=== Work instruction ===
Every entry in the data below needs to be repeated exactly.
━━ Data for the task
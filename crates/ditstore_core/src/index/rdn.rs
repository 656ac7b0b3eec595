//! The hierarchy index key: a parent id plus Rdn components.

use crate::error::{DirResult, DirectoryError};
use crate::name::Rdn;
use crate::table::{Comparator, Datum};
use crate::types::EntryId;
use std::cmp::Ordering;

/// Key of the hierarchy (Rdn) index.
///
/// An entry is keyed by its parent's id and its own Rdn components.
/// Suffix entries are keyed by [`EntryId::ROOT`] and carry every component
/// of the suffix Dn; all other entries carry exactly one component. The
/// index is unique in both directions: it is the authority on where an
/// entry sits in the hierarchy.
#[derive(Debug, Clone, PartialEq, Eq, Hash)]
pub struct ParentIdAndRdn {
    parent_id: EntryId,
    rdns: Vec<Rdn>,
}

impl ParentIdAndRdn {
    /// Creates a key from a parent id and Rdn components.
    #[must_use]
    pub fn new(parent_id: EntryId, rdns: Vec<Rdn>) -> Self {
        Self { parent_id, rdns }
    }

    /// Creates the usual single-component key.
    #[must_use]
    pub fn single(parent_id: EntryId, rdn: Rdn) -> Self {
        Self {
            parent_id,
            rdns: vec![rdn],
        }
    }

    /// Returns the parent entry id.
    #[must_use]
    pub fn parent_id(&self) -> EntryId {
        self.parent_id
    }

    /// Returns the Rdn components, leaf first.
    #[must_use]
    pub fn rdns(&self) -> &[Rdn] {
        &self.rdns
    }
}

impl PartialOrd for ParentIdAndRdn {
    fn partial_cmp(&self, other: &Self) -> Option<Ordering> {
        Some(self.cmp(other))
    }
}

impl Ord for ParentIdAndRdn {
    fn cmp(&self, other: &Self) -> Ordering {
        self.parent_id
            .cmp(&other.parent_id)
            .then_with(|| self.rdns.len().cmp(&other.rdns.len()))
            .then_with(|| self.rdns.cmp(&other.rdns))
    }
}

fn push_str(buf: &mut Vec<u8>, s: &str) -> DirResult<()> {
    let len = u16::try_from(s.len())
        .map_err(|_| DirectoryError::codec("Rdn component longer than 65535 bytes"))?;
    buf.extend_from_slice(&len.to_be_bytes());
    buf.extend_from_slice(s.as_bytes());
    Ok(())
}

fn read_str<'a>(bytes: &mut &'a [u8]) -> DirResult<&'a str> {
    if bytes.len() < 2 {
        return Err(DirectoryError::codec("truncated Rdn component length"));
    }
    let len = u16::from_be_bytes([bytes[0], bytes[1]]) as usize;
    if bytes.len() < 2 + len {
        return Err(DirectoryError::codec("truncated Rdn component"));
    }
    let s = std::str::from_utf8(&bytes[2..2 + len])
        .map_err(|_| DirectoryError::codec("Rdn component is not valid UTF-8"))?;
    *bytes = &bytes[2 + len..];
    Ok(s)
}

impl Datum for ParentIdAndRdn {
    fn encode(&self) -> DirResult<Vec<u8>> {
        let mut buf = Vec::with_capacity(18 + self.rdns.len() * 16);
        buf.extend_from_slice(self.parent_id.as_bytes());
        let count = u16::try_from(self.rdns.len())
            .map_err(|_| DirectoryError::codec("too many Rdn components"))?;
        buf.extend_from_slice(&count.to_be_bytes());
        for rdn in &self.rdns {
            push_str(&mut buf, rdn.attr())?;
            push_str(&mut buf, rdn.value())?;
        }
        Ok(buf)
    }

    fn decode(bytes: &[u8]) -> DirResult<Self> {
        if bytes.len() < 18 {
            return Err(DirectoryError::codec("truncated hierarchy key"));
        }
        let parent_id = EntryId::from_slice(&bytes[..16])
            .ok_or_else(|| DirectoryError::codec("bad parent id in hierarchy key"))?;
        let count = u16::from_be_bytes([bytes[16], bytes[17]]) as usize;
        let mut rest = &bytes[18..];
        let mut rdns = Vec::with_capacity(count);
        for _ in 0..count {
            let attr = read_str(&mut rest)?;
            let value = read_str(&mut rest)?;
            rdns.push(Rdn::new(attr, value)?);
        }
        if !rest.is_empty() {
            return Err(DirectoryError::codec("trailing bytes in hierarchy key"));
        }
        Ok(Self { parent_id, rdns })
    }
}

/// Orders hierarchy keys by parent id, then component count, then
/// components. The byte encoding is not order preserving, so the index
/// must carry this comparator explicitly.
#[derive(Debug, Clone, Copy, Default)]
pub struct ParentIdAndRdnComparator;

impl Comparator<ParentIdAndRdn> for ParentIdAndRdnComparator {
    fn compare(&self, a: &ParentIdAndRdn, b: &ParentIdAndRdn) -> Ordering {
        a.cmp(b)
    }
}

#[cfg(test)]
mod tests {
    use super::*;

    fn rdn(s: &str) -> Rdn {
        Rdn::parse(s).unwrap()
    }

    #[test]
    fn encode_decode_roundtrip() {
        let key = ParentIdAndRdn::new(
            EntryId::from_bytes([7; 16]),
            vec![rdn("ou=people"), rdn("dc=example")],
        );
        let decoded = ParentIdAndRdn::decode(&key.encode().unwrap()).unwrap();
        assert_eq!(decoded, key);
    }

    #[test]
    fn decode_rejects_truncation() {
        let key = ParentIdAndRdn::single(EntryId::from_bytes([7; 16]), rdn("cn=a"));
        let bytes = key.encode().unwrap();
        assert!(ParentIdAndRdn::decode(&bytes[..bytes.len() - 1]).is_err());
        assert!(ParentIdAndRdn::decode(&bytes[..10]).is_err());
    }

    #[test]
    fn decode_rejects_trailing_bytes() {
        let key = ParentIdAndRdn::single(EntryId::from_bytes([7; 16]), rdn("cn=a"));
        let mut bytes = key.encode().unwrap();
        bytes.push(0);
        assert!(ParentIdAndRdn::decode(&bytes).is_err());
    }

    #[test]
    fn order_groups_by_parent_first() {
        let p1 = EntryId::from_bytes([1; 16]);
        let p2 = EntryId::from_bytes([2; 16]);

        let a = ParentIdAndRdn::single(p1, rdn("cn=z"));
        let b = ParentIdAndRdn::single(p2, rdn("cn=a"));
        assert!(a < b);
    }

    #[test]
    fn shorter_component_lists_sort_first() {
        let p = EntryId::from_bytes([1; 16]);
        let short = ParentIdAndRdn::single(p, rdn("cn=z"));
        let long = ParentIdAndRdn::new(p, vec![rdn("cn=a"), rdn("dc=b")]);
        assert!(short < long);
    }
}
━━━━
=== Answer to this exercise ===
filename crates/ditstore_core/src/index/rdn.rs
repository 656ac7b0b3eec595
//! The hierarchy index key: a parent id plus Rdn components.

use crate::error::{DirResult, DirectoryError};
use crate::name::Rdn;
use crate::table::{Comparator, Datum};
use crate::types::EntryId;
use std::cmp::Ordering;

/// Key of the hierarchy (Rdn) index.
///
/// An entry is keyed by its parent's id and its own Rdn components.
/// Suffix entries are keyed by [`EntryId::ROOT`] and carry every component
/// of the suffix Dn; all other entries carry exactly one component. The
/// index is unique in both directions: it is the authority on where an
/// entry sits in the hierarchy.
#[derive(Debug, Clone, PartialEq, Eq, Hash)]
pub struct ParentIdAndRdn {
    parent_id: EntryId,
    rdns: Vec<Rdn>,
}

impl ParentIdAndRdn {
    /// Creates a key from a parent id and Rdn components.
    #[must_use]
    pub fn new(parent_id: EntryId, rdns: Vec<Rdn>) -> Self {
        Self { parent_id, rdns }
    }

    /// Creates the usual single-component key.
    #[must_use]
    pub fn single(parent_id: EntryId, rdn: Rdn) -> Self {
        Self {
            parent_id,
            rdns: vec![rdn],
        }
    }

    /// Returns the parent entry id.
    #[must_use]
    pub fn parent_id(&self) -> EntryId {
        self.parent_id
    }

    /// Returns the Rdn components, leaf first.
    #[must_use]
    pub fn rdns(&self) -> &[Rdn] {
        &self.rdns
    }
}

impl PartialOrd for ParentIdAndRdn {
    fn partial_cmp(&self, other: &Self) -> Option<Ordering> {
        Some(self.cmp(other))
    }
}

impl Ord for ParentIdAndRdn {
    fn cmp(&self, other: &Self) -> Ordering {
        self.parent_id
            .cmp(&other.parent_id)
            .then_with(|| self.rdns.len().cmp(&other.rdns.len()))
            .then_with(|| self.rdns.cmp(&other.rdns))
    }
}

fn push_str(buf: &mut Vec<u8>, s: &str) -> DirResult<()> {
    let len = u16::try_from(s.len())
        .map_err(|_| DirectoryError::codec("Rdn component longer than 65535 bytes"))?;
    buf.extend_from_slice(&len.to_be_bytes());
    buf.extend_from_slice(s.as_bytes());
    Ok(())
}

fn read_str<'a>(bytes: &mut &'a [u8]) -> DirResult<&'a str> {
    if bytes.len() < 2 {
        return Err(DirectoryError::codec("truncated Rdn component length"));
    }
    let len = u16::from_be_bytes([bytes[0], bytes[1]]) as usize;
    if bytes.len() < 2 + len {
        return Err(DirectoryError::codec("truncated Rdn component"));
    }
    let s = std::str::from_utf8(&bytes[2..2 + len])
        .map_err(|_| DirectoryError::codec("Rdn component is not valid UTF-8"))?;
    *bytes = &bytes[2 + len..];
    Ok(s)
}

impl Datum for ParentIdAndRdn {
    fn encode(&self) -> DirResult<Vec<u8>> {
        let mut buf = Vec::with_capacity(18 + self.rdns.len() * 16);
        buf.extend_from_slice(self.parent_id.as_bytes());
        let count = u16::try_from(self.rdns.len())
            .map_err(|_| DirectoryError::codec("too many Rdn components"))?;
        buf.extend_from_slice(&count.to_be_bytes());
        for rdn in &self.rdns {
            push_str(&mut buf, rdn.attr())?;
            push_str(&mut buf, rdn.value())?;
        }
        Ok(buf)
    }

    fn decode(bytes: &[u8]) -> DirResult<Self> {
        if bytes.len() < 18 {
            return Err(DirectoryError::codec("truncated hierarchy key"));
        }
        let parent_id = EntryId::from_slice(&bytes[..16])
            .ok_or_else(|| DirectoryError::codec("bad parent id in hierarchy key"))?;
        let count = u16::from_be_bytes([bytes[16], bytes[17]]) as usize;
        let mut rest = &bytes[18..];
        let mut rdns = Vec::with_capacity(count);
        for _ in 0..count {
            let attr = read_str(&mut rest)?;
            let value = read_str(&mut rest)?;
            rdns.push(Rdn::new(attr, value)?);
        }
        if !rest.is_empty() {
            return Err(DirectoryError::codec("trailing bytes in hierarchy key"));
        }
        Ok(Self { parent_id, rdns })
    }
}

/// Orders hierarchy keys by parent id, then component count, then
/// components. The byte encoding is not order preserving, so the index
/// must carry this comparator explicitly.
#[derive(Debug, Clone, Copy, Default)]
pub struct ParentIdAndRdnComparator;

impl Comparator<ParentIdAndRdn> for ParentIdAndRdnComparator {
    fn compare(&self, a: &ParentIdAndRdn, b: &ParentIdAndRdn) -> Ordering {
        a.cmp(b)
    }
}

#[cfg(test)]
mod tests {
    use super::*;

    fn rdn(s: &str) -> Rdn {
        Rdn::parse(s).unwrap()
    }

    #[test]
    fn encode_decode_roundtrip() {
        let key = ParentIdAndRdn::new(
            EntryId::from_bytes([7; 16]),
            vec![rdn("ou=people"), rdn("dc=example")],
        );
        let decoded = ParentIdAndRdn::decode(&key.encode().unwrap()).unwrap();
        assert_eq!(decoded, key);
    }

    #[test]
    fn decode_rejects_truncation() {
        let key = ParentIdAndRdn::single(EntryId::from_bytes([7; 16]), rdn("cn=a"));
        let bytes = key.encode().unwrap();
        assert!(ParentIdAndRdn::decode(&bytes[..bytes.len() - 1]).is_err());
        assert!(ParentIdAndRdn::decode(&bytes[..10]).is_err());
    }

    #[test]
    fn decode_rejects_trailing_bytes() {
        let key = ParentIdAndRdn::single(EntryId::from_bytes([7; 16]), rdn("cn=a"));
        let mut bytes = key.encode().unwrap();
        bytes.push(0);
        assert!(ParentIdAndRdn::decode(&bytes).is_err());
    }

    #[test]
    fn order_groups_by_parent_first() {
        let p1 = EntryId::from_bytes([1; 16]);
        let p2 = EntryId::from_bytes([2; 16]);

        let a = ParentIdAndRdn::single(p1, rdn("cn=z"));
        let b = ParentIdAndRdn::single(p2, rdn("cn=a"));
        assert!(a < b);
    }

    #[test]
    fn shorter_component_lists_sort_first() {
        let p = EntryId::from_bytes([1; 16]);
        let short = ParentIdAndRdn::single(p, rdn("cn=z"));
        let long = ParentIdAndRdn::new(p, vec![rdn("cn=a"), rdn("dc=b")]);
        assert!(short < long);
    }
}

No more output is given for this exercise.